• **INPUT MATERIAL**:
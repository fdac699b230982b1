//! Prometheus text exposition format.
//!
//! Renders `FleetStats` for scraping by a Prometheus server or a
//! compatible agent.

use crate::aggregator::FleetStats;

/// Render fleet statistics into Prometheus text format.
///
/// Endpoint counts are one gauge with a `status` label; totals by type use
/// a `type` label.
pub fn render_prometheus(stats: &FleetStats) -> String {
    let mut out = String::new();

    out.push_str("# HELP linkwatch_endpoints Monitored endpoints by last known status.\n");
    out.push_str("# TYPE linkwatch_endpoints gauge\n");
    for (status, count) in [
        ("online", stats.online),
        ("slow", stats.slow),
        ("offline", stats.offline),
        ("error", stats.error),
        ("unverified", stats.unverified),
    ] {
        out.push_str(&format!(
            "linkwatch_endpoints{{status=\"{status}\"}} {count}\n"
        ));
    }

    out.push_str("# HELP linkwatch_endpoints_by_type Monitored endpoints by type.\n");
    out.push_str("# TYPE linkwatch_endpoints_by_type gauge\n");
    out.push_str(&format!(
        "linkwatch_endpoints_by_type{{type=\"branch\"}} {}\n",
        stats.branches
    ));
    out.push_str(&format!(
        "linkwatch_endpoints_by_type{{type=\"atm\"}} {}\n",
        stats.atms
    ));

    out.push_str("# HELP linkwatch_endpoints_alarming Endpoints with an active hardware alarm.\n");
    out.push_str("# TYPE linkwatch_endpoints_alarming gauge\n");
    out.push_str(&format!("linkwatch_endpoints_alarming {}\n", stats.alarming));

    out.push_str("# HELP linkwatch_response_time_avg_ms Mean last response time in milliseconds.\n");
    out.push_str("# TYPE linkwatch_response_time_avg_ms gauge\n");
    out.push_str(&format!(
        "linkwatch_response_time_avg_ms {:.2}\n",
        stats.avg_response_time_ms
    ));

    out.push_str("# HELP linkwatch_probe_cycles_total Completed passes over the endpoint list.\n");
    out.push_str("# TYPE linkwatch_probe_cycles_total counter\n");
    out.push_str(&format!("linkwatch_probe_cycles_total {}\n", stats.cycle_count));

    out
}

#[cfg(test)]
mod tests {
    use super::*;

    fn sample() -> FleetStats {
        FleetStats {
            total: 10,
            online: 6,
            offline: 2,
            slow: 1,
            error: 1,
            unverified: 0,
            branches: 3,
            atms: 7,
            alarming: 2,
            avg_response_time_ms: 123.456,
            cycle_count: 42,
        }
    }

    #[test]
    fn render_contains_help_and_type() {
        let output = render_prometheus(&sample());
        assert!(output.contains("# HELP linkwatch_endpoints "));
        assert!(output.contains("# TYPE linkwatch_endpoints gauge"));
        assert!(output.contains("# TYPE linkwatch_probe_cycles_total counter"));
    }

    #[test]
    fn render_values() {
        let output = render_prometheus(&sample());
        assert!(output.contains("linkwatch_endpoints{status=\"online\"} 6"));
        assert!(output.contains("linkwatch_endpoints{status=\"offline\"} 2"));
        assert!(output.contains("linkwatch_endpoints_by_type{type=\"atm\"} 7"));
        assert!(output.contains("linkwatch_endpoints_alarming 2"));
        assert!(output.contains("linkwatch_response_time_avg_ms 123.46"));
        assert!(output.contains("linkwatch_probe_cycles_total 42"));
    }

    #[test]
    fn render_empty_fleet() {
        let output = render_prometheus(&FleetStats::default());
        assert!(output.contains("linkwatch_endpoints{status=\"unverified\"} 0"));
        assert!(output.contains("linkwatch_response_time_avg_ms 0.00"));
    }
}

• **WHAT TO WORK ON**: Every record must be returned exactly.

• **OUTPUT BELOW**:
repository fdac699b230982b1
//! Prometheus text exposition format.
//!
//! Renders `FleetStats` for scraping by a Prometheus server or a
//! compatible agent.

use crate::aggregator::FleetStats;

/// Render fleet statistics into Prometheus text format.
///
/// Endpoint counts are one gauge with a `status` label; totals by type use
/// a `type` label.
pub fn render_prometheus(stats: &FleetStats) -> String {
    let mut out = String::new();

    out.push_str("# HELP linkwatch_endpoints Monitored endpoints by last known status.\n");
    out.push_str("# TYPE linkwatch_endpoints gauge\n");
    for (status, count) in [
        ("online", stats.online),
        ("slow", stats.slow),
        ("offline", stats.offline),
        ("error", stats.error),
        ("unverified", stats.unverified),
    ] {
        out.push_str(&format!(
            "linkwatch_endpoints{{status=\"{status}\"}} {count}\n"
        ));
    }

    out.push_str("# HELP linkwatch_endpoints_by_type Monitored endpoints by type.\n");
    out.push_str("# TYPE linkwatch_endpoints_by_type gauge\n");
    out.push_str(&format!(
        "linkwatch_endpoints_by_type{{type=\"branch\"}} {}\n",
        stats.branches
    ));
    out.push_str(&format!(
        "linkwatch_endpoints_by_type{{type=\"atm\"}} {}\n",
        stats.atms
    ));

    out.push_str("# HELP linkwatch_endpoints_alarming Endpoints with an active hardware alarm.\n");
    out.push_str("# TYPE linkwatch_endpoints_alarming gauge\n");
    out.push_str(&format!("linkwatch_endpoints_alarming {}\n", stats.alarming));

    out.push_str("# HELP linkwatch_response_time_avg_ms Mean last response time in milliseconds.\n");
    out.push_str("# TYPE linkwatch_response_time_avg_ms gauge\n");
    out.push_str(&format!(
        "linkwatch_response_time_avg_ms {:.2}\n",
        stats.avg_response_time_ms
    ));

    out.push_str("# HELP linkwatch_probe_cycles_total Completed passes over the endpoint list.\n");
    out.push_str("# TYPE linkwatch_probe_cycles_total counter\n");
    out.push_str(&format!("linkwatch_probe_cycles_total {}\n", stats.cycle_count));

    out
}

#[cfg(test)]
mod tests {
    use super::*;

    fn sample() -> FleetStats {
        FleetStats {
            total: 10,
            online: 6,
            offline: 2,
            slow: 1,
            error: 1,
            unverified: 0,
            branches: 3,
            atms: 7,
            alarming: 2,
            avg_response_time_ms: 123.456,
            cycle_count: 42,
        }
    }

    #[test]
    fn render_contains_help_and_type() {
        let output = render_prometheus(&sample());
        assert!(output.contains("# HELP linkwatch_endpoints "));
        assert!(output.contains("# TYPE linkwatch_endpoints gauge"));
        assert!(output.contains("# TYPE linkwatch_probe_cycles_total counter"));
    }

    #[test]
    fn render_values() {
        let output = render_prometheus(&sample());
        assert!(output.contains("linkwatch_endpoints{status=\"online\"} 6"));
        assert!(output.contains("linkwatch_endpoints{status=\"offline\"} 2"));
        assert!(output.contains("linkwatch_endpoints_by_type{type=\"atm\"} 7"));
        assert!(output.contains("linkwatch_endpoints_alarming 2"));
        assert!(output.contains("linkwatch_response_time_avg_ms 123.46"));
        assert!(output.contains("linkwatch_probe_cycles_total 42"));
    }

    #[test]
    fn render_empty_fleet() {
        let output = render_prometheus(&FleetStats::default());
        assert!(output.contains("linkwatch_endpoints{status=\"unverified\"} 0"));
        assert!(output.contains("linkwatch_response_time_avg_ms 0.00"));
    }
}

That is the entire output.